Hager died at St. Joseph’s Hospital on Tuesday morning.

The grandsons were left with broken bones and stitches.

“They love their grandpa very much,” said Mary Beth Tarantola, Hager’s daughter and mother of 13-year-old Jamie and 11-year-old Joseph. “It’s just not right.”

Hager and the boys were heading west about 9:40 p.m. on Busch Boulevard in Hager’s maroon Ford F-150 pickup. Traffic on the other side of the road had stopped at Ola Avenue, and the driver of an eastbound ambulance noticed too late.

Tampa Fire Rescue reported that the private emergency vehicle was on its way to a call, headed toward Interstate 275.

The driver, 28-year-old Justin McKenzie, hit the brakes and swerved over the double yellow lines into oncoming traffic.

“All indications are that he was trying to avoid a rear-end collision,” said Tampa police spokeswoman Andrea Davis. “He took a chance that no one would be in the other lanes.”

The ambulance smashed into Hager’s truck.

Police initially said Hager’s injuries were not life-threatening, but he died at the hospital about 7 a.m., Davis said.

It was a “terrible, unfortunate accident,” Davis said, and there are no signs of criminal wrongdoing.

McKenzie, of Palm Harbor, had minor injuries. He was cited for careless driving. One of his passengers, Ashley Prazza-Odom, 48, had minor injuries, and the other, 18-year-old Jasmine Alcantara, was not injured. No patients were on board.

McKenzie’s state driving record shows that he was cited nine years ago in Taylor County for driving 92 mph in a 65-mph zone. That led to a conviction. He was cited in Pasco County with failing to obey a traffic sign or device in 2003 and speeding in 2004, but adjudication was withheld in both cases.

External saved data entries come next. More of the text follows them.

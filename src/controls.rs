use std::ops::RangeInclusive;

use crate::chart::MAX_BINS;
use crate::data::filter::{all_species, SpeciesSelection};
use crate::data::model::{Attribute, Species};
use crate::error::ControlError;

// ---------------------------------------------------------------------------
// Control surface: identifiers, domains, defaults
// ---------------------------------------------------------------------------

pub const SELECTED_ATTRIBUTE: &str = "selected_attribute";
pub const NUMERIC_BINS: &str = "numeric_bins";
pub const SLIDER_BINS: &str = "slider_bins";
pub const SELECTED_SPECIES: &str = "selected_species_list";

pub const NUMERIC_BINS_RANGE: RangeInclusive<u32> = 1..=MAX_BINS;
pub const SLIDER_BINS_RANGE: RangeInclusive<u32> = 1..=100;

/// Initial control values.
#[derive(Debug, Clone, PartialEq)]
pub struct Defaults {
    pub attribute: Attribute,
    pub numeric_bins: u32,
    pub slider_bins: u32,
    pub species: SpeciesSelection,
}

impl Default for Defaults {
    fn default() -> Self {
        Self {
            attribute: Attribute::BillLengthMm,
            numeric_bins: 20,
            slider_bins: 20,
            species: all_species(),
        }
    }
}

/// A user interaction with one control.
#[derive(Debug, Clone, PartialEq)]
pub enum ControlEvent {
    SelectAttribute(String),
    SetNumericBins(i64),
    SetSliderBins(i64),
    ToggleSpecies(Species),
    SetSpecies(SpeciesSelection),
}

impl ControlEvent {
    /// Identifier of the control that produced the event.
    pub fn control(&self) -> &'static str {
        match self {
            ControlEvent::SelectAttribute(_) => SELECTED_ATTRIBUTE,
            ControlEvent::SetNumericBins(_) => NUMERIC_BINS,
            ControlEvent::SetSliderBins(_) => SLIDER_BINS,
            ControlEvent::ToggleSpecies(_) | ControlEvent::SetSpecies(_) => SELECTED_SPECIES,
        }
    }
}

// ---------------------------------------------------------------------------
// Validation at the control boundary
// ---------------------------------------------------------------------------

pub fn parse_attribute(name: &str) -> Result<Attribute, ControlError> {
    name.parse()
}

/// Numeric entry values outside [`NUMERIC_BINS_RANGE`] are rejected.
pub fn validate_numeric_bins(value: i64) -> Result<u32, ControlError> {
    let (min, max) = (*NUMERIC_BINS_RANGE.start(), *NUMERIC_BINS_RANGE.end());
    u32::try_from(value)
        .ok()
        .filter(|v| NUMERIC_BINS_RANGE.contains(v))
        .ok_or(ControlError::InvalidBinCount {
            control: NUMERIC_BINS,
            value,
            min: i64::from(min),
            max: i64::from(max),
        })
}

/// Slider values are pulled back into range instead of being rejected.
pub fn clamp_slider_bins(value: i64) -> u32 {
    let (min, max) = (*SLIDER_BINS_RANGE.start(), *SLIDER_BINS_RANGE.end());
    value.clamp(i64::from(min), i64::from(max)) as u32
}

Doug Moore, a spokesman for American Medical Response, which operates the ambulance, said McKenzie has been with the company for two years. Moore said the company performs background checks on every candidate.

Under company policy, McKenzie was placed on administrative leave during the investigation, Moore said.

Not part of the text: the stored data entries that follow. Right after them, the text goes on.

use std::fmt;
use std::str::FromStr;

use serde::{Deserialize, Serialize};

use crate::error::ControlError;

// ---------------------------------------------------------------------------
// Species – the categorical filter column
// ---------------------------------------------------------------------------

#[derive(Debug, Clone, Copy, PartialEq, Eq, PartialOrd, Ord, Hash, Serialize, Deserialize)]
pub enum Species {
    Adelie,
    Gentoo,
    Chinstrap,
}

impl Species {
    /// The fixed species domain, in checkbox order.
    pub const ALL: [Species; 3] = [Species::Adelie, Species::Gentoo, Species::Chinstrap];

    pub fn as_str(self) -> &'static str {
        match self {
            Species::Adelie => "Adelie",
            Species::Gentoo => "Gentoo",
            Species::Chinstrap => "Chinstrap",
        }
    }
}

impl fmt::Display for Species {
    fn fmt(&self, f: &mut fmt::Formatter<'_>) -> fmt::Result {
        f.write_str(self.as_str())
    }
}

#[derive(Debug, Clone, PartialEq, Eq, thiserror::Error)]
#[error("unknown species '{0}' (expected Adelie, Gentoo or Chinstrap)")]
pub struct UnknownSpecies(pub String);

impl FromStr for Species {
    type Err = UnknownSpecies;

    fn from_str(s: &str) -> Result<Self, Self::Err> {
        Species::ALL
            .into_iter()
            .find(|sp| sp.as_str() == s.trim())
            .ok_or_else(|| UnknownSpecies(s.to_string()))
    }
}

// ---------------------------------------------------------------------------
// Attribute – the numeric columns a histogram can show
// ---------------------------------------------------------------------------

#[derive(Debug, Clone, Copy, PartialEq, Eq, PartialOrd, Ord, Hash)]
pub enum Attribute {
    BillLengthMm,
    BillDepthMm,
    FlipperLengthMm,
    BodyMassG,
}

impl Attribute {
    pub const ALL: [Attribute; 4] = [
        Attribute::BillLengthMm,
        Attribute::BillDepthMm,
        Attribute::FlipperLengthMm,
        Attribute::BodyMassG,
    ];

    /// Column name in the dataset schema.
    pub fn column(self) -> &'static str {
        match self {
            Attribute::BillLengthMm => "bill_length_mm",
            Attribute::BillDepthMm => "bill_depth_mm",
            Attribute::FlipperLengthMm => "flipper_length_mm",
            Attribute::BodyMassG => "body_mass_g",
        }
    }

    /// Human readable axis label.
    pub fn label(self) -> &'static str {
        match self {
            Attribute::BillLengthMm => "Bill Length (mm)",
            Attribute::BillDepthMm => "Bill Depth (mm)",
            Attribute::FlipperLengthMm => "Flipper Length (mm)",
            Attribute::BodyMassG => "Body Mass (g)",
        }
    }
}

impl fmt::Display for Attribute {
    fn fmt(&self, f: &mut fmt::Formatter<'_>) -> fmt::Result {
        f.write_str(self.column())
    }
}

impl FromStr for Attribute {
    type Err = ControlError;

    fn from_str(s: &str) -> Result<Self, Self::Err> {
        Attribute::ALL
            .into_iter()
            .find(|attr| attr.column() == s)
            .ok_or_else(|| ControlError::InvalidAttribute(s.to_string()))
    }
}

// ---------------------------------------------------------------------------
// Penguin – one row of the table
// ---------------------------------------------------------------------------

/// Every column the dataset may carry, in canonical order.
pub const COLUMNS: [&str; 8] = [
    "species",
    "island",
    "bill_length_mm",
    "bill_depth_mm",
    "flipper_length_mm",
    "body_mass_g",
    "sex",
    "year",
];

/// A single observation. Measurements are optional because the source table
/// has missing cells (`NA`).
#[derive(Debug, Clone, PartialEq, Serialize, Deserialize)]
pub struct Penguin {
    pub species: Species,
    #[serde(default)]
    pub island: String,
    #[serde(default, deserialize_with = "csv::invalid_option")]
    pub bill_length_mm: Option<f64>,
    #[serde(default, deserialize_with = "csv::invalid_option")]
    pub bill_depth_mm: Option<f64>,
    #[serde(default, deserialize_with = "csv::invalid_option")]
    pub flipper_length_mm: Option<f64>,
    #[serde(default, deserialize_with = "csv::invalid_option")]
    pub body_mass_g: Option<f64>,
    #[serde(default, deserialize_with = "csv::invalid_option")]
    pub sex: Option<String>,
    #[serde(default, deserialize_with = "csv::invalid_option")]
    pub year: Option<i64>,
}

impl Penguin {
    pub fn measurement(&self, attribute: Attribute) -> Option<f64> {
        match attribute {
            Attribute::BillLengthMm => self.bill_length_mm,
            Attribute::BillDepthMm => self.bill_depth_mm,
            Attribute::FlipperLengthMm => self.flipper_length_mm,
            Attribute::BodyMassG => self.body_mass_g,
        }
    }

    /// Text of one cell, `None` when the cell is missing or the column is
    /// not part of the schema.
    pub fn cell(&self, column: &str) -> Option<String> {
        match column {
            "species" => Some(self.species.to_string()),
            "island" => Some(self.island.clone()),
            "sex" => self.sex.clone(),
            "year" => self.year.map(|y| y.to_string()),
            other => {
                let attr: Attribute = other.parse().ok()?;
                self.measurement(attr).map(|v| v.to_string())
            }
        }
    }

    /// Turn `NaN` / `"NA"` style placeholders into missing values.
    fn normalize(&mut self) {
        for v in [
            &mut self.bill_length_mm,
            &mut self.bill_depth_mm,
            &mut self.flipper_length_mm,
            &mut self.body_mass_g,
        ] {
            if v.is_some_and(|x| !x.is_finite()) {
                *v = None;
            }
        }
        if self
            .sex
            .as_deref()
            .is_some_and(|s| s.is_empty() || s.eq_ignore_ascii_case("na"))
        {
            self.sex = None;
        }
    }
}

// ---------------------------------------------------------------------------
// PenguinDataset – the immutable table
// ---------------------------------------------------------------------------

/// The loaded table. Built once, then shared read-only.
#[derive(Debug, Clone, PartialEq)]
pub struct PenguinDataset {
    pub rows: Vec<Penguin>,
    /// Columns present in the source, in source order.
    pub column_names: Vec<String>,
}

impl PenguinDataset {
    pub fn from_rows(mut rows: Vec<Penguin>, column_names: Vec<String>) -> Self {
        for row in &mut rows {
            row.normalize();
        }
        PenguinDataset { rows, column_names }
    }

    pub fn len(&self) -> usize {
        self.rows.len()
    }

    pub fn is_empty(&self) -> bool {
        self.rows.is_empty()
    }

    pub fn has_column(&self, column: &str) -> bool {
        self.column_names.iter().any(|c| c.as_str() == column)
    }

    pub fn count_species(&self, species: Species) -> usize {
        self.rows.iter().filter(|p| p.species == species).count()
    }
}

In a prepared statement, Tom Diaz, American Medical Response’s director of operations, said the company was cooperating with police and could not release any information about the people involved.

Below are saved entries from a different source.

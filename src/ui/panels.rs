use eframe::egui::{self, Color32, RichText, Ui};

use crate::controls::{self, ControlEvent};
use crate::dashboard::ExportResult;
use crate::data::export::EXPORT_FILENAME;
use crate::data::filter::{all_species, SpeciesSelection};
use crate::data::model::{Attribute, Species};
use crate::state::AppState;

const DATASET_URL: &str = "https://allisonhorst.github.io/palmerpenguins/";
const REPOSITORY_URL: &str = "https://github.com/Kiruthikaa2512/cintel-02-data";

// ---------------------------------------------------------------------------
// Left side panel – control widgets
// ---------------------------------------------------------------------------

/// Render the sidebar controls. Each change is applied to the dashboard
/// before the next widget is drawn.
pub fn side_panel(ui: &mut Ui, state: &mut AppState) {
    ui.heading("Sidebar");
    ui.separator();

    // ---- Attribute selector ----
    ui.strong("Select Attribute");
    let current = state.dashboard.selected_attribute();
    egui::ComboBox::from_id_salt(controls::SELECTED_ATTRIBUTE)
        .selected_text(current.as_str())
        .show_ui(ui, |ui: &mut Ui| {
            for attr in Attribute::ALL {
                if ui
                    .selectable_label(current.as_str() == attr.column(), attr.column())
                    .clicked()
                {
                    state.apply(ControlEvent::SelectAttribute(attr.column().to_string()));
                }
            }
        });
    ui.add_space(8.0);

    // ---- Numeric bin entry ----
    ui.strong("Number of Histogram Bins");
    let (min, max) = (
        *controls::NUMERIC_BINS_RANGE.start(),
        *controls::NUMERIC_BINS_RANGE.end(),
    );
    let response = ui.add(
        egui::DragValue::new(&mut state.numeric_bins_entry)
            .range(i64::from(min)..=i64::from(max))
            .speed(0.2),
    );
    if response.changed() {
        state.apply(ControlEvent::SetNumericBins(state.numeric_bins_entry));
    }
    ui.label("This controls how many bins the histogram will display.");
    ui.add_space(8.0);

    // ---- Slider ----
    ui.strong("Number of Binned Histogram Bins");
    let mut slider_bins = state.dashboard.slider_bins();
    if ui
        .add(egui::Slider::new(&mut slider_bins, controls::SLIDER_BINS_RANGE))
        .changed()
    {
        state.apply(ControlEvent::SetSliderBins(i64::from(slider_bins)));
    }
    ui.add_space(8.0);

    // ---- Species filter ----
    let selected = state.dashboard.selected_species();
    ui.strong(format!(
        "Filter by Species  ({}/{})",
        selected.len(),
        Species::ALL.len()
    ));
    ui.horizontal_wrapped(|ui: &mut Ui| {
        for species in Species::ALL {
            let mut checked = selected.contains(&species);
            let text = RichText::new(species.as_str()).color(state.colors.color_for(species));
            if ui.checkbox(&mut checked, text).changed() {
                state.apply(ControlEvent::ToggleSpecies(species));
            }
        }
    });
    ui.horizontal(|ui: &mut Ui| {
        if ui.small_button("All").clicked() {
            state.apply(ControlEvent::SetSpecies(all_species()));
        }
        if ui.small_button("None").clicked() {
            state.apply(ControlEvent::SetSpecies(SpeciesSelection::new()));
        }
    });

    ui.separator();
    ui.hyperlink_to("GitHub", REPOSITORY_URL);
    ui.hyperlink_to("Palmer penguins dataset", DATASET_URL);
}

// ---------------------------------------------------------------------------
// Top bar
// ---------------------------------------------------------------------------

/// Render the top menu / toolbar. Drawn after the sidebar so the counts
/// include this frame's control changes.
pub fn top_bar(ui: &mut Ui, state: &mut AppState) {
    egui::menu::bar(ui, |ui: &mut Ui| {
        ui.menu_button("File", |ui: &mut Ui| {
            if ui.button("Open dataset…").clicked() {
                open_file_dialog(state);
                ui.close_menu();
            }
            if ui.button("Download filtered data…").clicked() {
                save_file_dialog(state);
                ui.close_menu();
            }
        });

        ui.separator();

        ui.label(state.summary());
        ui.weak(format!("from {}", state.source));

        if let Some(msg) = &state.status_message {
            ui.separator();
            let color = if msg.starts_with("Saved") {
                Color32::GREEN
            } else {
                Color32::RED
            };
            ui.label(RichText::new(msg).color(color));
        }
    });
}

// ---------------------------------------------------------------------------
// Instructions + download button (top of the central panel)
// ---------------------------------------------------------------------------

pub fn header(ui: &mut Ui, state: &mut AppState, download: &ExportResult) {
    ui.horizontal(|ui: &mut Ui| {
        ui.label(RichText::new("Instructions:").strong());
        ui.label("Use dropdowns to explore the data visually.");
    });
    match download {
        Ok(export) => {
            let label = format!("Download Filtered Data ({} rows)", export.rows);
            if ui.button(label).clicked() {
                save_file_dialog(state);
            }
        }
        Err(e) => {
            ui.add_enabled(false, egui::Button::new("Download Filtered Data"))
                .on_disabled_hover_text(e.to_string());
        }
    }
}

// ---------------------------------------------------------------------------
// File dialogs
// ---------------------------------------------------------------------------

pub fn open_file_dialog(state: &mut AppState) {
    let file = rfd::FileDialog::new()
        .set_title("Open penguins table")
        .add_filter("Supported files", &["csv", "json", "parquet", "pq"])
        .add_filter("CSV", &["csv"])
        .add_filter("JSON", &["json"])
        .add_filter("Parquet", &["parquet", "pq"])
        .pick_file();

    if let Some(path) = file {
        state.load_dataset(&path);
    }
}

pub fn save_file_dialog(state: &mut AppState) {
    let mut dialog = rfd::FileDialog::new()
        .set_title("Download filtered data")
        .set_file_name(EXPORT_FILENAME)
        .add_filter("CSV", &["csv"]);
    if let Some(dir) = &state.export_dir {
        dialog = dialog.set_directory(dir);
    }

    if let Some(path) = dialog.save_file() {
        state.save_download(&path);
    }
}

“As an organization dedicated to protecting and saving lives, we are sincerely saddened by this tragic death,” Diaz said. “Our thoughts are with the family at this time as well as our crew members.”

Mary Tarantola said her father, a former Marine Corps reservist from West Virginia, became a Boy Scout leader when his son, David Hager, now 26, became a Scout as a kid.

When Tarantola’s sons got involved, Hager was there with them. Tarantola says the boys thought of their grandfather as a second dad.

On weekdays, Hager worked at his diesel engine shop in Ybor City, called Direct Injection of Florida. Tarantola said that before her father started the business, he taught night classes for diesel mechanics and worked on trucks.

But the weekends were for the Boy Scouts.

“He was a big enthusiast on that,” Tarantola said.

Most weekends were spent at the nearly 5,000-acre McGregor Smith Boy Scout Reservation in Inverness, she said. Hager was helping to build a firearms range at the camp to teach the boys gun safety.

This weekend, he was signed up to help with the camp’s “haunted woods” celebration.

George Faugl, another Scout leader, has worked with Hager for eight years. When the two met, son David Hager had been promoted to Eagle Scout and moved on. But Hager stayed, waiting for his grandsons.

He and Faugl served as district leaders, then became co-scoutmasters of the same Temple Terrace group.

“He just truly loved the program,” Faugl said. “He thought it was the greatest thing for boys.”

Hager had a penchant for neatness and tucking in shirts, perhaps from his Marine Corps days, Faugl said.

When Hager’s grandsons finally joined Troop 188, Hager didn’t favor them, Faugl said. If anything he was tougher on them than anyone else.

Faugl said this weekend’s Halloween camping trip will go on, but he plans to shuttle a group of boys back to town for Hager’s memorial service on Saturday.

Monday, like every Monday, Troop 188 will meet. But Faugl plans to hold a campfire and share stories about Hager.

“Then, we’ll just go back on scouting again,” he said. “Because that’s what Jerry would want.”